Les vagues d'alliances de distributeurs observées en 2014, puis en 2018, ont conduit au renforcement du pouvoir de marché des distributeurs. Je pense notamment aux alliances entre Carrefour et Système U et entre Carrefour et Tesco, ainsi qu'à Horizon, qui regroupe Casino, Auchan, Dia, Metro et Schiever.

Le cas d'Eurelec est symptomatique. En effet, avec cette centrale d'achat installée à Bruxelles, il devient possible pour certains distributeurs de s'affranchir de certaines règles françaises, en matière de droit de la concurrence et de délais de paiement notamment, en organisant une véritable extraterritorialité juridique et réglementaire.

De telles alliances soulèvent deux problèmes majeurs.

Le premier est le fait que ces centrales d'achat échappent trop souvent au droit français et à ses exigences.

Les pratiques d'optimisation juridique, voire d'évasion, des acteurs de la grande distribution doivent aujourd'hui cesser ; le droit français doit s'appliquer partout. Il n'est plus possible que des acteurs français travaillent avec des centrales d'achat installées ailleurs en Europe au mépris des règles, votées par la représentation nationale, protégeant les acteurs économiques de la filière agroalimentaire.

Les lois Égalim doivent s'appliquer à l'ensemble des acteurs. Personne ne peut s'affranchir du respect de l'ensemble des normes, à l'instar du principe de non-négociabilité des matières premières agricoles. C'est une question de justice sociale et d'équité économique. Nous devons être fermes avec les acteurs qui ne jouent pas le jeu.

Le second problème est double : il concerne la transparence et l'asymétrie des informations. Les systèmes d'achats en ligne des détaillants obligent les fournisseurs à fournir des informations sur leurs capacités, leurs usines, leurs profits nets et leurs volumes. Ces informations privilégiées sont ensuite communiquées aux différents distributeurs. Les fournisseurs ont alors des marges de manœuvre très réduites dans les négociations.
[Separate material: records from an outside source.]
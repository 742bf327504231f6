use super::command::{Command, Outcome};
use super::order_engine::OrderEngine;
use super::payment_engine::PaymentEngine;
use crate::domain::order::Order;
use crate::domain::payment::Payment;
use crate::error::Result;

const SCAN_PAGE_SIZE: i64 = 100;

/// Both engines behind a single entry point that applies [`Command`]s.
pub struct FulfillmentService {
    pub orders: OrderEngine,
    pub payments: PaymentEngine,
}

impl FulfillmentService {
    pub fn new(orders: OrderEngine, payments: PaymentEngine) -> Self {
        Self { orders, payments }
    }

    /// Routes a command to the engine that owns it.
    pub async fn apply(&self, command: Command) -> Result<Outcome> {
        match command {
            Command::CreateOrder(new) => self.orders.create_order(new).await.map(Outcome::Order),
            Command::UpdateOrderStatus { id, status } => self
                .orders
                .update_order_status(&id, status)
                .await
                .map(Outcome::Order),
            Command::CancelOrder { id } => self.orders.cancel_order(&id).await.map(Outcome::Order),
            Command::CreatePayment(new) => self
                .payments
                .create_payment(new)
                .await
                .map(Outcome::PaymentCreated),
            Command::PaymentCallback {
                payment_id,
                transaction_id,
                success,
            } => self
                .payments
                .process_callback(&payment_id, &transaction_id, success)
                .await
                .map(Outcome::Settled),
            Command::RefundPayment { id, reason } => self
                .payments
                .refund_payment(&id, &reason)
                .await
                .map(Outcome::Payment),
        }
    }

    /// Every order, newest first, gathered page by page.
    pub async fn all_orders(&self) -> Result<Vec<Order>> {
        let mut all = Vec::new();
        let mut page = 1;
        loop {
            let result = self
                .orders
                .list_orders_by_user("", page, SCAN_PAGE_SIZE)
                .await?;
            let fetched = result.items.len();
            all.extend(result.items);
            if fetched == 0 || all.len() >= result.total {
                return Ok(all);
            }
            page += 1;
        }
    }

    /// Every payment, newest first, gathered page by page.
    pub async fn all_payments(&self) -> Result<Vec<Payment>> {
        let mut all = Vec::new();
        let mut page = 1;
        loop {
            let result = self
                .payments
                .list_payments("", "", page, SCAN_PAGE_SIZE)
                .await?;
            let fetched = result.items.len();
            all.extend(result.items);
            if fetched == 0 || all.len() >= result.total {
                return Ok(all);
            }
            page += 1;
        }
    }
}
Nous devons donc, au plus vite, rééquilibrer et réguler ces relations, dont l'asymétrie grandit avec la puissance des centrales d'achat. Cette réflexion doit s'inscrire dans une volonté globale de bâtir un meilleur équilibre des relations commerciales.

La question d'une réforme de la loi du 4 août 2008 de modernisation de l'économie, dite LME, doit, à mon avis, se poser également et, avec elle, celle de la lutte contre la surconcentration des acteurs et leurs positions dominantes.

Un débat sur les marques de distributeurs doit aussi se tenir. C'est un défi global que nous devons relever.

Le Gouvernement doit être à l'unisson sur ce dossier. Aujourd'hui, les injonctions contradictoires sont trop nombreuses et le manque de volontarisme en matière de contrôle de l'application de la loi Égalim est criant.

Le ministre de l'agriculture ne peut pas être le seul à gérer ce dossier. L'Europe doit aussi s'imposer et imposer ce débat pour harmoniser les procédures de négociation.

Madame la ministre, le moment est venu de passer des mots aux actes en encadrant, voire en sanctionnant davantage de telles pratiques et en protégeant nos agriculteurs, nos producteurs et notre industrie, afin de sortir de cette guerre des prix destructrice de valeur pour notre économie. (Applaudissements sur les travées du groupe UC.)

Mme la présidente. Mes chers collègues, nous en avons terminé avec le débat sur les pratiques des centrales d'achat de la grande distribution implantées hors de France.